Advogado não pode ser forçado a desistir de HC de ex-cliente que fez delação

Reportagem publicada no Consultor Jurídico.

Advogado não pode ser forçado a desistir de Habeas Corpus a pedido de cliente que firmou acordo de colaboração premiada. Com esse entendimento, o ministro Sebastião Reis, do Superior Tribunal de Justiça, concedeu nesta terça-feira (17/3) liminar para que a prisão preventiva de Daniel Gomes da Silva siga as regras do semiaberto, já que este foi o regime estabelecido para cumprimento de sua pena em condenação em outro caso.

Silva foi defendido pelo criminalista Fernando Augusto Fernandes, do Fernando Fernandes Advogados, em dois casos — um de corrupção ativa, no qual foi absolvido, e um de peculato, no qual foi condenado a cumprir pena inicialmente no regime semiaberto.

No fim de 2018, Daniel Silva foi preso preventivamente sob a acusação de participar de um esquema que desviou R$ 15 milhões de recursos públicos na área da saúde. Ele foi denunciado pelos crimes de organização criminosa, peculato e lavagem de dinheiro.

Posteriormente, Silva comunicou Fernando Fernandes de que queria firmar acordo de colaboração premiada. O criminalista informou-lhe que era contra o acordo e disse que não prosseguiria em sua defesa.
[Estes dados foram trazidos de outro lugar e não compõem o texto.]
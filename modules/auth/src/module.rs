use std::sync::Arc;

use async_trait::async_trait;
use modkit::{DbModule, Module, ModuleCtx, RestfulModule};
use sea_orm::DatabaseConnection;
use sea_orm_migration::MigratorTrait;
use tracing::{debug, info, warn};

use crate::api::rest::routes;
use crate::config::{AuthConfig, DEFAULT_JWT_SECRET};
use crate::contract::client::AuthApi;
use crate::domain::service::{Service, ServiceConfig};
use crate::domain::token::TokenCodec;
use crate::gateways::local::AuthLocalClient;
use crate::infra::storage::{migrations::Migrator, sea_orm_repo::SeaOrmUsersRepository};

pub const MODULE_NAME: &str = "auth";

/// Credential module: owns the `users` table and publishes [`AuthApi`].
#[derive(Default)]
pub struct Auth {
    service: arc_swap::ArcSwapOption<Service>,
}

#[async_trait]
impl Module for Auth {
    async fn init(&self, ctx: &ModuleCtx) -> anyhow::Result<()> {
        info!("Initializing auth module");

        let cfg: AuthConfig = ctx.module_config()?;
        debug!(token_ttl = ?cfg.token_ttl, email_pattern = %cfg.email_pattern, "Loaded auth config");
        if cfg.jwt_secret == DEFAULT_JWT_SECRET {
            warn!("auth.jwt_secret is not set; using the built-in development key");
        }

        let db = ctx.db_required()?;
        let repo = SeaOrmUsersRepository::new(db);
        let tokens = TokenCodec::new(&cfg.jwt_secret, cfg.token_ttl);
        let service = Arc::new(Service::new(
            Arc::new(repo),
            tokens,
            ServiceConfig::new(&cfg.email_pattern)?,
        ));

        self.service.store(Some(service.clone()));

        let api: Arc<dyn AuthApi> = Arc::new(AuthLocalClient::new(service));
        ctx.client_hub().register::<dyn AuthApi>(api);
        info!("AuthApi exposed to ClientHub");
        Ok(())
    }
}

#[async_trait]
impl DbModule for Auth {
    async fn migrate(&self, db: &DatabaseConnection) -> anyhow::Result<()> {
        info!("Running auth database migrations");
        Migrator::up(db, None).await?;
        Ok(())
    }
}

impl RestfulModule for Auth {
    fn register_rest(&self, _ctx: &ModuleCtx, router: axum::Router) -> anyhow::Result<axum::Router> {
        let service = self
            .service
            .load_full()
            .ok_or_else(|| anyhow::anyhow!("auth service not initialized"))?;
        let router = routes::register_routes(router, service)?;
        info!("Auth REST routes registered");
        Ok(router)
    }
}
O acusado, então, mudou de advogado.

Contudo, Fernandes já havia impetrado Habeas Corpus em favor de Silva no Superior Tribunal de Justiça. Há pouco, o criminalista foi intimado pelo ministro Sebastião Reis, relator do caso, para fazer sustentação oral na sessão de julgamento do HC, marcada para 17 de março. Em petição, Fernando Fernandes informou que o antigo cliente havia pedido que ele desistisse do HC e de uma apelação.

Contudo, Fernandes afirmou que se negou a fazê-lo por entender que essa exigência, comum em acordos de delação premiada, era inconstitucional. Para demonstrar sua posição, anexou dois artigos sobre o assunto publicados na ConJur — um deles em conjunto com o ex-presidente do Conselho Federal da OAB José Roberto Batochio.

“O ser humano não pode ser obrigado a abrir mão de direitos irrenunciáveis com o aval do judiciário. Portanto, não caberia ao Impetrante desistir do presente Habeas Corpus, em especial, por exigência de agentes do Estado. De igual forma, nesse momento, está impedido de sustentar oralmente”, disse o advogado na petição.

Em decisão monocrática, Sebastião Reis apontou que não recebeu nenhum pedido de desistência do HC. Então, destacou, é caso de julgá-lo. Como a sentença condenatória de Silva por peculato estabeleceu que o regime inicial é o semiaberto, o ministro concedeu liminar para que a prisão preventiva dele siga as regras daquele modo de cumprimento da pena.

Exigência inconstitucional
Fernando Fernandes disse à ConJur que não desistiu do Habeas Corpus por entender que essa exigência viola a Constituição Federal.

“Tendo em vista a inconstitucionalidade da exigência em acordo de delação da desistência de HC e do acesso ao Judiciário, eu estava impedido de desistir”, afirma.

Batochio, coautor de artigo sobre o assunto, elogiou a decisão: “A coação ilegal trazida à ciência do Estado-juiz se torna indisponível em face do seu compromisso com a ordem constitucional e seu quadro axiológico. Nem o coagido dispõe, com exclusividade, do seu direito de liberdade, que, de resto, é titularizado, também e mediatamente, pela coletividade. Lembre Shakespeare: a ninguém é permitido ser tão vil, que deseje ser cativo, escravo”.